# Simply Supported Beam Deflection Formula & Experiment 1

## Scope

In this experiment of a Simply Supported Beam, Cantilever beam, and Fixed-ended beam, the recording of the deflection in the beam is done by changing the weight and comparing the measurement with the theoretical expressions. The experiment is divided into 2 major cases in which different types of beams and their deflections are demonstrated. The practical result obtained from the experiment is then compared with the theoretical results. The deflection formulae for each beam are also provided.

## Significance

Theoretical deflection can be distinguished from the measured deflection values ​​due to the simplified set of assumptions made in the theory. Comparing theoretical values ​​with measured values ​​gives an idea of ​​the deviations and hence we derive a correspondence & relationship between them. Which can be used in many civil engineering apparatuses.

## Apparatus

This experiment uses the following items. In most cases, there is a complete set of apparatus available at the Mechanics of Solids lab which includes: Sample Model of the beam, Weights, Deflection gauges, and weight hangers.

## Procedure

The procedure of this experiment is quite easy. Make sure your apparatus is ready and smooth. For the sake of checking take out the beam model (preferably made of steel or other metal) and place it on the table. It should be kept horizontally and firmly.

• It should be kept horizontal and tight.
• Also, record beam length and cross-section dimensions.
• Set the deflection gauge to where the deflection should be measured. Zero the dial indicator readings of the deflection gauge before applying the load to the bar.
• Weight Now apply the load with the help of a weight hanger. Also, record the weight of the load.
• Now record the deflection of that point.

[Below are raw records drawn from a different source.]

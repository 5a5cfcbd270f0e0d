//! Firmware blob writer
//!
//! Produces blobs in the layout [`validate_top_level`](crate::validate_top_level)
//! accepts. Used by packaging tools and by simulators that need a bootable
//! image.

use alloc::vec;
use alloc::vec::Vec;

use crate::layout::{CpdEntry, CpdHeader, MetadataComponent, MetadataExtension, ModuleDataHeader};
use crate::{CPD_HDR_MARK, METADATA_EXTN_TYPE_IUNIT, METADATA_IMAGE_TYPE_MAIN_FIRMWARE};

/// One firmware component: its metadata identity and its payload
#[derive(Debug, Clone)]
pub struct ComponentImage {
    pub id: u32,
    pub version: u32,
    pub payload: Vec<u8>,
}

/// Builder for a top-level CPD blob
#[derive(Debug, Clone, Default)]
pub struct FirmwareBuilder {
    manifest: Vec<u8>,
    components: Vec<ComponentImage>,
    fw_version: u32,
}

impl FirmwareBuilder {
    pub fn new(fw_version: u32) -> Self {
        Self {
            fw_version,
            ..Default::default()
        }
    }

    pub fn manifest(mut self, manifest: Vec<u8>) -> Self {
        self.manifest = manifest;
        self
    }

    pub fn component(mut self, id: u32, version: u32, payload: Vec<u8>) -> Self {
        self.components.push(ComponentImage {
            id,
            version,
            payload,
        });
        self
    }

    /// Metadata block: extension header followed by one record per component
    pub fn build_metadata(&self) -> Vec<u8> {
        let len = MetadataExtension::SIZE + self.components.len() * MetadataComponent::SIZE;
        let mut out = vec![0u8; len];
        MetadataExtension {
            extn_type: METADATA_EXTN_TYPE_IUNIT,
            len: len as u32,
            img_type: METADATA_IMAGE_TYPE_MAIN_FIRMWARE,
            rsvd: [0; 16],
        }
        .encode(&mut out);

        for (index, component) in self.components.iter().enumerate() {
            let start = MetadataExtension::SIZE + index * MetadataComponent::SIZE;
            MetadataComponent {
                id: component.id,
                size: component.payload.len() as u32,
                ver: component.version,
                ..Default::default()
            }
            .encode(&mut out[start..]);
        }
        out
    }

    /// Module data: header, nested directory, then component payloads
    pub fn build_module_data(&self) -> Vec<u8> {
        let dir_len = CpdHeader::SIZE + self.components.len() * CpdEntry::SIZE;
        let mut out = vec![0u8; ModuleDataHeader::SIZE + dir_len];
        ModuleDataHeader {
            hdr_len: ModuleDataHeader::SIZE as u32,
            fw_pkg_date: self.fw_version,
            ..Default::default()
        }
        .encode(&mut out);

        let entries: Vec<CpdEntry> = {
            let mut offset = out.len() as u32;
            self.components
                .iter()
                .map(|component| {
                    let len = component.payload.len() as u32;
                    let entry = CpdEntry::with_name("cmpnt", offset, len);
                    offset += len;
                    entry
                })
                .collect()
        };
        write_directory(&mut out[ModuleDataHeader::SIZE..], &entries);

        for component in &self.components {
            out.extend_from_slice(&component.payload);
        }
        out
    }

    /// The complete blob: manifest, metadata and module data entries
    pub fn build(&self) -> Vec<u8> {
        let metadata = self.build_metadata();
        let module_data = self.build_module_data();

        let header_len = CpdHeader::SIZE + 3 * CpdEntry::SIZE;
        let manifest_offset = header_len as u32;
        let metadata_offset = manifest_offset + self.manifest.len() as u32;
        let module_offset = metadata_offset + metadata.len() as u32;

        let mut out = vec![0u8; header_len];
        write_directory(
            &mut out,
            &[
                CpdEntry::with_name("manifest", manifest_offset, self.manifest.len() as u32),
                CpdEntry::with_name("metadata", metadata_offset, metadata.len() as u32),
                CpdEntry::with_name("moduledata", module_offset, module_data.len() as u32),
            ],
        );
        out.extend_from_slice(&self.manifest);
        out.extend_from_slice(&metadata);
        out.extend_from_slice(&module_data);
        out
    }
}

fn write_directory(out: &mut [u8], entries: &[CpdEntry]) {
    CpdHeader {
        hdr_mark: CPD_HDR_MARK,
        ent_cnt: entries.len() as u32,
        hdr_ver: 1,
        ent_ver: 1,
        hdr_len: CpdHeader::SIZE as u8,
        chksm: 0,
        name: 0,
    }
    .encode(out);
    for (index, entry) in entries.iter().enumerate() {
        entry.encode(&mut out[CpdHeader::SIZE + index * CpdEntry::SIZE..]);
    }
}

#[cfg(test)]
mod tests {
    use super::*;
    use crate::validate_top_level;

    #[test]
    fn test_built_blob_validates() {
        let blob = FirmwareBuilder::new(7)
            .manifest(vec![0xaa; 32])
            .component(1, 2, vec![1; 10])
            .component(3, 4, vec![2; 20])
            .build();

        let image = validate_top_level(&blob, 7).unwrap();
        assert_eq!(image.manifest(), &[0xaa; 32][..]);
        assert_eq!(image.metadata().component_count(), 2);
        assert_eq!(image.module_data().components().entry_count(), 2);
        assert_eq!(image.fw_version(), 7);

        let second = image.module_data().components().entry(1).unwrap();
        let start = (image.module_data_offset() + second.offset) as usize;
        assert_eq!(&blob[start..start + second.len as usize], &[2; 20][..]);
    }
}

When recording each inflation, all the small dials of the gauge should be read first because it shows the number of complete rotations of the dial rotated, one full rotation is equal to 1 mm, then the main dial of the gauge should be read. Each section of the main dial is equal to 0.01 mm.
• Also, record the deflection at any point on the beam. Also, record the location of that point and the position and value of the new load.

Also, read; Compacting factor Apparatus Test

## CASE # 1

##### Cantilever beam

One of the ends is fixed at one end and the other is independent. Note the deflection by the dial gauge at the unsupported length and at least twice at the specified point between different loads.

## Observations and Calculations

• The Beam Moment of inertia about the centroid = I = bh3/12
• Deflection of the point with theoretical expression.
• Where b(breadth dimension) = __________   ,   h(height dimension) = _________  , L (Length dimension) = _______

## CASE # 2

• End fixed at one end and another center roller and load.
• Note the deflection by the dial gauge at any two specified points between different loads to measure the load and support at least twice.

## Observations and Calculations

Where x = Distance from fixed support to the point of interest. The point of interest is basically the point on the beam where we apply the load.

v = Distance from roller support to the point of interest. The End of RELATION BETWEEN DEFLECTIONS AND APPLIED LOADS for more experiments and civil engineering-related content please visit our blog page.

## Conclusion

So we observed the following data from experimental and theoretical calculations. The data is assigned in the table to make a clear difference between experimental and theoretical deflections. Hence proved that there are variations between observed data and calculated data. This is due to the fact that we use a set of assumptions to make our calculations simple and easy to understand. Due to these assumptions and hypotheses, the experimental data deviate from the theoretical.